What you need to do
Set down the listing below verbatim, but only from its first line through the line containing "struct NullClock;".

Record excerpts
#[cfg(test)]
mod tests {
    use super::*;
    use crate::hal::{ControlData, EndpointHandle, SetupPacket};
    use crate::wire::{DatagramEntry, Ndp16Header, Nth16, NDP16_HEADER_LEN, NTH16_LEN};

    struct ScriptedHost {
        bulk_in_responses: std::vec::Vec<Result<std::vec::Vec<u8>, TransportError>>,
        clear_halt_calls: usize,
    }

    impl HostPort for ScriptedHost {
        fn control_transfer(&mut self, setup: SetupPacket, _data: ControlData<'_>) -> Result<usize, TransportError> {
            if setup.request == 0x01 {
                self.clear_halt_calls += 1;
            }
            Ok(0)
        }
        fn set_interface(&mut self, _interface: u8, _alt_setting: u8) -> Result<(), TransportError> {
            unimplemented!()
        }
        fn get_string_descriptor(&mut self, _index: u8, _buf: &mut [u8]) -> Result<usize, TransportError> {
            unimplemented!()
        }
        fn bulk_in(&mut self, _ep: EndpointHandle, buf: &mut [u8]) -> Result<usize, TransportError> {
            let response = self.bulk_in_responses.remove(0);
            match response {
                Ok(data) => {
                    buf[..data.len()].copy_from_slice(&data);
                    Ok(data.len())
                }
                Err(e) => Err(e),
            }
        }
        fn bulk_out(&mut self, _ep: EndpointHandle, _buf: &[u8]) -> Result<usize, TransportError> {
            unimplemented!()
        }
        fn interrupt_in(&mut self, _ep: EndpointHandle, _buf: &mut [u8]) -> Result<usize, TransportError> {
            unimplemented!()
        }
        fn kill_urb(&mut self, _ep: EndpointHandle) {}
    }

    struct NullClock;
    impl Clock for NullClock {
        fn sleep_ms(&mut self, _ms: u32) {}
    }

    struct CollectingHooks {
        frames: std::vec::Vec<std::vec::Vec<u8>>,
    }
    impl UpstreamHooks for CollectingHooks {
        fn eth_input(&mut self, frame: &[u8]) {
            self.frames.push(frame.to_vec());
        }
    }

    fn instance_with_bulk_in(max_packet_size: u16) -> Instance<256, 128> {
        Instance::new(
            0,
            None,
            EndpointHandle { address: 0x81, max_packet_size },
            EndpointHandle { address: 0x01, max_packet_size },
            [0; 6],
            1514,
        )
    }

    fn single_datagram_block(payload: &[u8]) -> std::vec::Vec<u8> {
        let data_offset = 12 + NDP16_HEADER_LEN + 8; // NTH16 + NDP16 header + 2 entries
        let block_length = data_offset + payload.len();
        let mut buf = std::vec![0u8; block_length];
        let nth = Nth16::new(0, block_length as u16, NTH16_LEN as u16);
        buf[..NTH16_LEN].copy_from_slice(nth.as_bytes());
        let ndp_header = Ndp16Header::new(0);
        let ndp_start = NTH16_LEN;
        buf[ndp_start..ndp_start + NDP16_HEADER_LEN].copy_from_slice(ndp_header.as_bytes());
        let entry = DatagramEntry::new(data_offset as u16, payload.len() as u16);
        let entry_start = ndp_start + NDP16_HEADER_LEN;
        buf[entry_start..entry_start + 4].copy_from_slice(entry.as_bytes());
        buf[data_offset..].copy_from_slice(payload);
        buf
    }

    #[test]
    fn short_packet_closes_block_and_delivers_one_datagram() {
        let mut instance = instance_with_bulk_in(64);
        let block = single_datagram_block(&[7u8; 20]);
        let mut host = ScriptedHost {
            bulk_in_responses: std::vec![Ok(block)],
            clear_halt_calls: 0,
        };
        let mut clock = NullClock;
        let mut hooks = CollectingHooks { frames: std::vec::Vec::new() };

        let event = rx_step(&mut instance, &mut host, &mut clock, &mut hooks).unwrap();
        assert_eq!(event, RxEvent::Delivered(1));
        assert_eq!(hooks.frames.len(), 1);
        assert_eq!(instance.rx_length, 0);
    }

    #[test]
    fn short_packet_framing_accumulates_across_multiple_submissions() {
        // spec section 8 scenario 5: wMaxPacketSize=64, bulk-IN delivers 192
        // bytes across three full-packet submissions, then a 40-byte short
        // packet; the assembled block is 232 bytes and parses as one block.
        let mut instance = instance_with_bulk_in(64);
        let payload_len = 232 - (12 + NDP16_HEADER_LEN + 8);
        let block = single_datagram_block(&std::vec![9u8; payload_len]);
        assert_eq!(block.len(), 232);

        let mut host = ScriptedHost {
            bulk_in_responses: std::vec![
                Ok(block[0..64].to_vec()),
                Ok(block[64..128].to_vec()),
                Ok(block[128..192].to_vec()),
                Ok(block[192..232].to_vec()),
            ],
            clear_halt_calls: 0,
        };
        let mut clock = NullClock;
        let mut hooks = CollectingHooks { frames: std::vec::Vec::new() };

        for _ in 0..3 {
            let event = rx_step(&mut instance, &mut host, &mut clock, &mut hooks).unwrap();
            assert_eq!(event, RxEvent::BlockPending);
        }
        assert_eq!(instance.rx_length, 192);

        let event = rx_step(&mut instance, &mut host, &mut clock, &mut hooks).unwrap();
        assert_eq!(event, RxEvent::Delivered(1));
        assert_eq!(hooks.frames.len(), 1);
        assert_eq!(instance.rx_length, 0);
    }

    #[test]
    fn full_packet_without_short_terminator_stays_pending() {
        let mut instance = instance_with_bulk_in(64);
        let mut host = ScriptedHost {
            bulk_in_responses: std::vec![Ok(std::vec![0u8; 64])],
            clear_halt_calls: 0,
        };
        let mut clock = NullClock;
        let mut hooks = CollectingHooks { frames: std::vec::Vec::new() };

        let event = rx_step(&mut instance, &mut host, &mut clock, &mut hooks).unwrap();
        assert_eq!(event, RxEvent::BlockPending);
        assert_eq!(instance.rx_length, 64);
    }

    #[test]
    fn stall_clears_halt_and_resets_assembly() {
        let mut instance = instance_with_bulk_in(64);
        instance.rx_length = 40;
        let mut host = ScriptedHost {
            bulk_in_responses: std::vec![Err(TransportError::Stall)],
            clear_halt_calls: 0,
        };
        let mut clock = NullClock;
        let mut hooks = CollectingHooks { frames: std::vec::Vec::new() };

        let event = rx_step(&mut instance, &mut host, &mut clock, &mut hooks).unwrap();
        assert_eq!(event, RxEvent::Recovered);
        assert_eq!(instance.rx_length, 0);
        assert_eq!(host.clear_halt_calls, 1);
    }

    #[test]
    fn babble_is_recovered_like_stall() {
        let mut instance = instance_with_bulk_in(64);
        let mut host = ScriptedHost {
            bulk_in_responses: std::vec![Err(TransportError::Babble)],
            clear_halt_calls: 0,
        };
        let mut clock = NullClock;
        let mut hooks = CollectingHooks { frames: std::vec::Vec::new() };

        let event = rx_step(&mut instance, &mut host, &mut clock, &mut hooks).unwrap();
        assert_eq!(event, RxEvent::Recovered);
    }

    #[test]
    fn other_transport_error_is_fatal() {
        let mut instance = instance_with_bulk_in(64);
        let mut host = ScriptedHost {
            bulk_in_responses: std::vec![Err(TransportError::Other)],
            clear_halt_calls: 0,
        };
        let mut clock = NullClock;
        let mut hooks = CollectingHooks { frames: std::vec::Vec::new() };

        let err = rx_step(&mut instance, &mut host, &mut clock, &mut hooks).unwrap_err();
        assert_eq!(err, Error::TransportFatal);
    }

    #[test]
    fn bad_nth_signature_discards_without_delivery() {
        let mut instance = instance_with_bulk_in(64);
        let mut corrupt = single_datagram_block(&[1u8; 10]);
        corrupt[0] = 0xFF;
        let mut host = ScriptedHost {
            bulk_in_responses: std::vec![Ok(corrupt)],
            clear_halt_calls: 0,
        };
        let mut clock = NullClock;
        let mut hooks = CollectingHooks { frames: std::vec::Vec::new() };

        let event = rx_step(&mut instance, &mut host, &mut clock, &mut hooks).unwrap();
        assert_eq!(event, RxEvent::FramingDiscarded);
        assert!(hooks.frames.is_empty());
        assert_eq!(instance.rx_length, 0);
    }

    #[test]
    fn buffer_overflow_without_short_packet_is_fatal() {
        let mut instance: Instance<128, 128> = Instance::new(
            0,
            None,
            EndpointHandle { address: 0x81, max_packet_size: 64 },
            EndpointHandle { address: 0x01, max_packet_size: 64 },
            [0; 6],
            1514,
        );
        let mut host = ScriptedHost {
            bulk_in_responses: std::vec![Ok(std::vec![0u8; 64]), Ok(std::vec![0u8; 64])],
            clear_halt_calls: 0,
        };
        let mut clock = NullClock;
        let mut hooks = CollectingHooks { frames: std::vec::Vec::new() };

        let event = rx_step(&mut instance, &mut host, &mut clock, &mut hooks).unwrap();
        assert_eq!(event, RxEvent::BlockPending);
        let err = rx_step(&mut instance, &mut host, &mut clock, &mut hooks).unwrap_err();
        assert_eq!(err, Error::BufferOverflow);
    }

    #[test]
    fn overflow_rejected_instead_of_shrinking_transfer_below_max_packet_size() {
        // RX_MAX=100 is not a multiple of max_packet_size=64: after one full
        // packet, only 36 bytes of room remain. The next submission must
        // still request 64 bytes (and fail closed) rather than shrinking to
        // 36, which a host returning exactly 36 bytes would otherwise look
        // like a genuine short-packet block terminator.
        let mut instance: Instance<100, 128> = Instance::new(
            0,
            None,
            EndpointHandle { address: 0x81, max_packet_size: 64 },
            EndpointHandle { address: 0x01, max_packet_size: 64 },
            [0; 6],
            1514,
        );
        let mut host = ScriptedHost {
            bulk_in_responses: std::vec![Ok(std::vec![0u8; 64])],
            clear_halt_calls: 0,
        };
        let mut clock = NullClock;
        let mut hooks = CollectingHooks { frames: std::vec::Vec::new() };

        let event = rx_step(&mut instance, &mut host, &mut clock, &mut hooks).unwrap();
        assert_eq!(event, RxEvent::BlockPending);
        assert_eq!(instance.rx_length, 64);

        let err = rx_step(&mut instance, &mut host, &mut clock, &mut hooks).unwrap_err();
        assert_eq!(err, Error::BufferOverflow);
        // host.bulk_in was never called a second time: if it had been, the
        // empty response queue would have panicked on `remove(0)` instead
        // of the overflow check short-circuiting before any submission.
    }

    struct LinkHost {
        interrupt_in_responses: std::vec::Vec<Result<std::vec::Vec<u8>, TransportError>>,
    }

    impl HostPort for LinkHost {
        fn control_transfer(&mut self, _setup: SetupPacket, _data: ControlData<'_>) -> Result<usize, TransportError> {
            Ok(0)
        }
        fn set_interface(&mut self, _interface: u8, _alt_setting: u8) -> Result<(), TransportError> {
            unimplemented!()
        }
        fn get_string_descriptor(&mut self, _index: u8, _buf: &mut [u8]) -> Result<usize, TransportError> {
            unimplemented!()
        }
        fn bulk_in(&mut self, _ep: EndpointHandle, _buf: &mut [u8]) -> Result<usize, TransportError> {
            unimplemented!()
        }
        fn bulk_out(&mut self, _ep: EndpointHandle, _buf: &[u8]) -> Result<usize, TransportError> {
            unimplemented!()
        }
        fn interrupt_in(&mut self, _ep: EndpointHandle, buf: &mut [u8]) -> Result<usize, TransportError> {
            if self.interrupt_in_responses.is_empty() {
                return Err(TransportError::Io);
            }
            match self.interrupt_in_responses.remove(0) {
                Ok(data) => {
                    buf[..data.len()].copy_from_slice(&data);
                    Ok(data.len())
                }
                Err(e) => Err(e),
            }
        }
        fn kill_urb(&mut self, _ep: EndpointHandle) {}
    }

    fn link_changed(up: bool) -> std::vec::Vec<u8> {
        std::vec![0xA1, 0x00, if up { 1 } else { 0 }, 0x00, 0, 0, 0, 0]
    }

    fn instance_with_interrupt_in() -> Instance<256, 128> {
        Instance::new(
            0,
            Some(EndpointHandle { address: 0x83, max_packet_size: 8 }),
            EndpointHandle { address: 0x81, max_packet_size: 64 },
            EndpointHandle { address: 0x01, max_packet_size: 64 },
            [0; 6],
            1514,
        )
    }

    #[test]
    fn wait_for_link_up_marks_connected_on_confirmed_link_up() {
        let mut instance = instance_with_interrupt_in();
        let mut host = LinkHost { interrupt_in_responses: std::vec![Ok(link_changed(true))] };
        let mut clock = NullClock;

        wait_for_link_up(&mut instance, &mut host, &mut clock);
        assert!(instance.is_connected());
    }

    #[test]
    fn wait_for_link_up_forces_connected_after_persistent_transport_errors() {
        let mut instance = instance_with_interrupt_in();
        let mut host = LinkHost { interrupt_in_responses: std::vec::Vec::new() };
        let mut clock = NullClock;

        wait_for_link_up(&mut instance, &mut host, &mut clock);
        assert!(instance.is_connected());
    }

    #[test]
    fn wait_for_link_up_believes_a_persistent_link_down_report() {
        let mut instance = instance_with_interrupt_in();
        let mut host = LinkHost {
            interrupt_in_responses: (0..20).map(|_| Ok(link_changed(false))).collect(),
        };
        let mut clock = NullClock;

        wait_for_link_up(&mut instance, &mut host, &mut clock);
        assert!(!instance.is_connected());
    }
}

Written answer
#[cfg(test)]
mod tests {
    use super::*;
    use crate::hal::{ControlData, EndpointHandle, SetupPacket};
    use crate::wire::{DatagramEntry, Ndp16Header, Nth16, NDP16_HEADER_LEN, NTH16_LEN};

    struct ScriptedHost {
        bulk_in_responses: std::vec::Vec<Result<std::vec::Vec<u8>, TransportError>>,
        clear_halt_calls: usize,
    }

    impl HostPort for ScriptedHost {
        fn control_transfer(&mut self, setup: SetupPacket, _data: ControlData<'_>) -> Result<usize, TransportError> {
            if setup.request == 0x01 {
                self.clear_halt_calls += 1;
            }
            Ok(0)
        }
        fn set_interface(&mut self, _interface: u8, _alt_setting: u8) -> Result<(), TransportError> {
            unimplemented!()
        }
        fn get_string_descriptor(&mut self, _index: u8, _buf: &mut [u8]) -> Result<usize, TransportError> {
            unimplemented!()
        }
        fn bulk_in(&mut self, _ep: EndpointHandle, buf: &mut [u8]) -> Result<usize, TransportError> {
            let response = self.bulk_in_responses.remove(0);
            match response {
                Ok(data) => {
                    buf[..data.len()].copy_from_slice(&data);
                    Ok(data.len())
                }
                Err(e) => Err(e),
            }
        }
        fn bulk_out(&mut self, _ep: EndpointHandle, _buf: &[u8]) -> Result<usize, TransportError> {
            unimplemented!()
        }
        fn interrupt_in(&mut self, _ep: EndpointHandle, _buf: &mut [u8]) -> Result<usize, TransportError> {
            unimplemented!()
        }
        fn kill_urb(&mut self, _ep: EndpointHandle) {}
    }

    struct NullClock;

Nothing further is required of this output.